III.Test your first API request




Few notions worth reminding before hitting the terminal with aliyun requests :    


A. Command structure: is based on the below components

$ aliyun <product> <operation> [--parameter1 value1 --parameter2 value2 ...]

 Parameters: 
Each followed by  values.It will always depend on the product & operation value in the command.

• Result related parameters :
     1-  unfortunately aliyun doesn’t support table output format unlike any other CSP (JSON only.Bummer!)
     2- “--output” : Allows to pick the list of fields to return in the response. It can be used to do some filtering.
  




B.  output :


The --output option allows to specify either a field, rows (using JMESpath), or num(row number).
The best way to learn is to fetch all the output then locate the rows(path) and columns to display.

 
To demonstrate the principle, here’s an example based on the ecs regions list command

--- Original command 
$ aliyun ecs DescribeRegions | head
{
"Regions": {
        "Region": [       ----> path/rows is Regions.Region[]
         { "LocalName": "华北1（青岛）",
  "RegionEndpoint": "ecs.cn-qingdao.aliyuncs.com",
           "RegionId": "cn-qingdao"
          },
...
 
--- Fileterd output based on RegionId and RegionEndPoint

$ aliyun ecs DescribeRegions --output cols=RegionId,RegionEndpoint rows=Regions.Region[]

RegionId       | RegionEndpoint
--------       | --------------
us-east-1      | ecs.us-east-1.aliyuncs.com
us-west-1      | ecs.us-west-1.aliyuncs.com
eu-west-1      | ecs.eu-west-1.aliyuncs.com
me-east-1      | ecs.me-east-1.aliyuncs.com
eu-central-1   | ecs.eu-central-1.aliyuncs.com
...


Examples 


You will have to rely on the help command first because there is no Alyun cli command reference available. This is the first time I see a CSP that doesn’t have a dedicated reference for its CLI tool.
Needless to say you’re on your own as all I found was this pdf.



•You can get help by using the following commands:

    ○ aliyun help: get product list
    ○ aliyun help <product>: get the API information of a specific product


$ aliyun Ecs StopInstance help
Alibaba Cloud Command Line Interface Version 3.0.123
Product: Ecs (Elastic Compute Service)
Parameters:  
--InstanceId  String  Required  
--ConfirmStop Boolean Optional  
--DryRun      Boolean Optional  
--ForceStop   Boolean Optional  
--Hibernate   Boolean Optional  
--StoppedMode String  Optional
...

• List of publicly available images in the current default region (us-east-1)

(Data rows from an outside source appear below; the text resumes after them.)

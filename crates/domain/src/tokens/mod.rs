//! Override tables and token resolution

mod resolution;
mod table;

pub use resolution::{Resolution, TokenHit, TokenLayers, resolve};
pub use table::{TokenScope, TokenTable};
//! Layered configuration.
//!
//! `defaults/substvar.default.toml` is embedded into the binary. A
//! `substvar.toml` in the working directory (or the file passed with
//! `--config`), `SUBSTVAR_*` environment variables and command line flags are
//! layered on top, in that order, before deserializing into [`Settings`].

use std::path::{Path, PathBuf};

use config::builder::DefaultState;
use config::{Config, ConfigBuilder, ConfigError, Environment, File, FileFormat, ValueKind};
use serde::Deserialize;
use substvar_application::{CommonTokens, LoadTokensInput};
use substvar_domain::TrustConfig;
use substvar_infrastructure::{FileProfileRepository, TokioFileSystem};
use url::Url;

const DEFAULT_TOML: &str = include_str!("../defaults/substvar.default.toml");

/// Configuration file picked up from the working directory when present.
pub const LOCAL_CONFIG_FILE: &str = "substvar.toml";

/// Prefix of configuration environment variables.
pub const ENV_PREFIX: &str = "SUBSTVAR";

/// Top-level configuration.
#[derive(Debug, Clone, Deserialize)]
pub struct Settings {
    /// Default tracing filter when `RUST_LOG` is unset.
    pub log_level: String,
    /// Folder holding `META-INF/` and `resources/`.
    pub application_folder: PathBuf,
    /// Settings of the `tokenize` command.
    pub tokenize: TokenizeSettings,
    /// Settings of the `extract-properties` command.
    pub extract: ExtractSettings,
}

/// Settings of the `tokenize` command.
#[derive(Debug, Clone, Deserialize)]
pub struct TokenizeSettings {
    /// Profile read from `META-INF/`.
    pub profile_source: String,
    /// Profile written to `META-INF/`.
    pub profile_target: String,
    /// Local common tokens file.
    #[serde(default)]
    pub common_tokens: Option<PathBuf>,
    /// Application tokens file.
    #[serde(default)]
    pub app_tokens: Option<PathBuf>,
    /// Remote common tokens file. Takes precedence over `common_tokens`.
    #[serde(default)]
    pub common_remote_url: Option<String>,
    /// Where the remote common tokens file is stored.
    pub common_download_path: PathBuf,
    /// Extra PEM or DER trust anchors for the download.
    #[serde(default)]
    pub ca_certificates: Vec<PathBuf>,
    /// Skip certificate verification for the download.
    #[serde(default)]
    pub accept_invalid_certs: bool,
}

/// Settings of the `extract-properties` command.
#[derive(Debug, Clone, Deserialize)]
pub struct ExtractSettings {
    /// Profile to extract.
    #[serde(default)]
    pub source_file: Option<PathBuf>,
    /// Properties file to write.
    pub output_file: PathBuf,
}

impl Settings {
    /// Returns the path of a named profile of the application.
    #[must_use]
    pub fn profile_path(&self, profile: &str) -> PathBuf {
        FileProfileRepository::<TokioFileSystem>::profile_path(&self.application_folder, profile)
    }

    fn resource(&self, name: &str) -> PathBuf {
        self.application_folder.join("resources").join(name)
    }

    /// Returns the profile read by `tokenize`.
    #[must_use]
    pub fn tokenize_source(&self) -> PathBuf {
        self.profile_path(&self.tokenize.profile_source)
    }

    /// Returns the profile written by `tokenize`.
    #[must_use]
    pub fn tokenize_target(&self) -> PathBuf {
        self.profile_path(&self.tokenize.profile_target)
    }

    /// Returns the profile read by `extract-properties`.
    #[must_use]
    pub fn extract_source(&self) -> PathBuf {
        self.extract
            .source_file
            .clone()
            .unwrap_or_else(|| self.profile_path("default"))
    }

    /// Returns the trust settings for the common tokens download.
    #[must_use]
    pub fn trust(&self) -> TrustConfig {
        let mut trust = if self.tokenize.accept_invalid_certs {
            TrustConfig::insecure()
        } else {
            TrustConfig::new()
        };
        for path in &self.tokenize.ca_certificates {
            trust = trust.with_ca_file(path);
        }
        trust
    }

    /// Returns where the token tables are read from.
    ///
    /// # Errors
    ///
    /// Returns an error if the remote URL cannot be parsed.
    pub fn tokens_input(&self) -> Result<LoadTokensInput, url::ParseError> {
        let common = match &self.tokenize.common_remote_url {
            Some(url) => CommonTokens::Remote {
                url: Url::parse(url)?,
                destination: self.tokenize.common_download_path.clone(),
                trust: self.trust(),
            },
            None => CommonTokens::Local(
                self.tokenize
                    .common_tokens
                    .clone()
                    .unwrap_or_else(|| self.resource("common-tokens.properties")),
            ),
        };

        Ok(LoadTokensInput {
            common,
            application: self
                .tokenize
                .app_tokens
                .clone()
                .unwrap_or_else(|| self.resource("app-tokens.properties")),
        })
    }
}

/// Helper for layering overrides over the built-in defaults.
#[derive(Debug, Clone)]
pub struct Loader {
    builder: ConfigBuilder<DefaultState>,
}

impl Loader {
    /// Starts a loader seeded with the embedded defaults.
    #[must_use]
    pub fn new() -> Self {
        let builder = Config::builder().add_source(File::from_str(DEFAULT_TOML, FileFormat::Toml));
        Self { builder }
    }

    /// Layers a configuration file. A missing file is an error.
    #[must_use]
    pub fn with_file(mut self, path: impl AsRef<Path>) -> Self {
        let source = File::from(path.as_ref())
            .format(FileFormat::Toml)
            .required(true);
        self.builder = self.builder.add_source(source);
        self
    }

    /// Layers a configuration file that may be absent.
    #[must_use]
    pub fn with_optional_file(mut self, path: impl AsRef<Path>) -> Self {
        let source = File::from(path.as_ref())
            .format(FileFormat::Toml)
            .required(false);
        self.builder = self.builder.add_source(source);
        self
    }

    /// Layers `SUBSTVAR_*` environment variables. Nested keys use `__`, as in
    /// `SUBSTVAR_TOKENIZE__PROFILE_TARGET`.
    #[must_use]
    pub fn with_environment(mut self) -> Self {
        self.builder = self.builder.add_source(
            Environment::with_prefix(ENV_PREFIX)
                .prefix_separator("_")
                .separator("__"),
        );
        self
    }

    /// Applies a single key/value override.
    ///
    /// # Errors
    ///
    /// Returns an error if the key is not a valid path expression.
    pub fn set_override<I>(mut self, key: &str, value: I) -> Result<Self, ConfigError>
    where
        I: Into<ValueKind>,
    {
        self.builder = self.builder.set_override(key, value)?;
        Ok(self)
    }

    /// Applies an override when a value is present.
    ///
    /// # Errors
    ///
    /// Same as [`Self::set_override`].
    pub fn set_override_option<I>(self, key: &str, value: Option<I>) -> Result<Self, ConfigError>
    where
        I: Into<ValueKind>,
    {
        match value {
            Some(value) => self.set_override(key, value),
            None => Ok(self),
        }
    }

    /// Finalizes the builder and deserializes the resulting configuration.
    ///
    /// # Errors
    ///
    /// Returns an error if a file cannot be read or a value has the wrong type.
    pub fn build(self) -> Result<Settings, ConfigError> {
        self.builder.build()?.try_deserialize()
    }
}

impl Default for Loader {
    fn default() -> Self {
        Self::new()
    }
}

/// Converts a path to a configuration value.
#[must_use]
pub fn path_value(path: &Path) -> String {
    path.to_string_lossy().into_owned()
}
//! Tracing setup.

use tracing_subscriber::{EnvFilter, layer::SubscriberExt, util::SubscriberInitExt};

/// Builds the log filter. An explicit `--log-level` wins over `RUST_LOG`,
/// which wins over the configured level.
#[must_use]
pub fn filter(cli_level: Option<&str>, configured_level: &str) -> EnvFilter {
    match cli_level {
        Some(level) => EnvFilter::new(level),
        None => EnvFilter::try_from_default_env().unwrap_or_else(|_| EnvFilter::new(configured_level)),
    }
}

/// Installs the global subscriber. Logs go to stderr so that reports printed
/// on stdout stay machine-readable.
pub fn init(filter: EnvFilter) {
    tracing_subscriber::registry()
        .with(filter)
        .with(tracing_subscriber::fmt::layer().with_writer(std::io::stderr))
        .init();
}
//! Owned document tree for substitution variable profiles.
//!
//! A [`Document`] is an arena of nodes addressed by stable [`NodeId`]s.
//! Parsers build it through [`DocumentBuilder`], the tokenizer edits it in
//! place and writers walk it back to text. Nodes detached by an edit keep
//! their slot in the arena, so identifiers handed out earlier never dangle.

mod builder;
mod tree;

pub use builder::DocumentBuilder;
pub use tree::{Attribute, Declaration, Document, Element, NodeId, NodeKind};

  $ aliyun ecs DescribeImages --output cols=OSNameEn,Architecture,OSType,IsPublic rows=Images.Image[]  
  OSNameEn                                            | Architecture | OSType | IsPublic
  --------                                            | ------------ | ------ | --------
  CentOS  7.9 64 bit for SCC                          | x86_64       | linux  | true
  CentOS  8.4 64 bit for SCC                          | x86_64       | linux  | true
  AlmaLinux  9.0 64 bit                               | x86_64       | linux  | true
  Ubuntu  22.04 64 bit                                | x86_64       | linux  | true
  CentOS Stream  9 64 bit                             | x86_64       | linux  | true
  Fedora  35 64 bit                                   | x86_64       | linux  | true
  Alibaba Cloud Linux  3.2104 LTS 64 bit UEFI Edition | x86_64       | linux  | true
  Alibaba Cloud Linux  3.2104 LTS 64 bit ARM Edition  | arm64        | linux  | true
  Alibaba Cloud Linux  3.2104 LTS 64 bit              | x86_64       | linux  | true

• Object storage tool:

• Download and install ossutil

$ wget http://gosspublic.alicdn.com/ossutil/1.7.7/ossutil64 
$ chmod 755 ossutil64
./ossutil64 config

• Create a private bucket with Zonal redundancy in us-east-1 region

$ ./ossutil64 mb oss://brokedbabucket -e oss-us-east-1.aliyuncs.com --acl private --storage-class IA --redundancy-type ZRS

Auto completion 

This commands is supposed to command to enable auto completion in zsh/bash . But it doesn’t autocomplete operation commands as available in aws cli for example. 


$ aliyun auto-completion 

Conclusion:

In this tutorial we learned how to install and configure Aliyun cli. We also described the command syntax and tried few requests using output options.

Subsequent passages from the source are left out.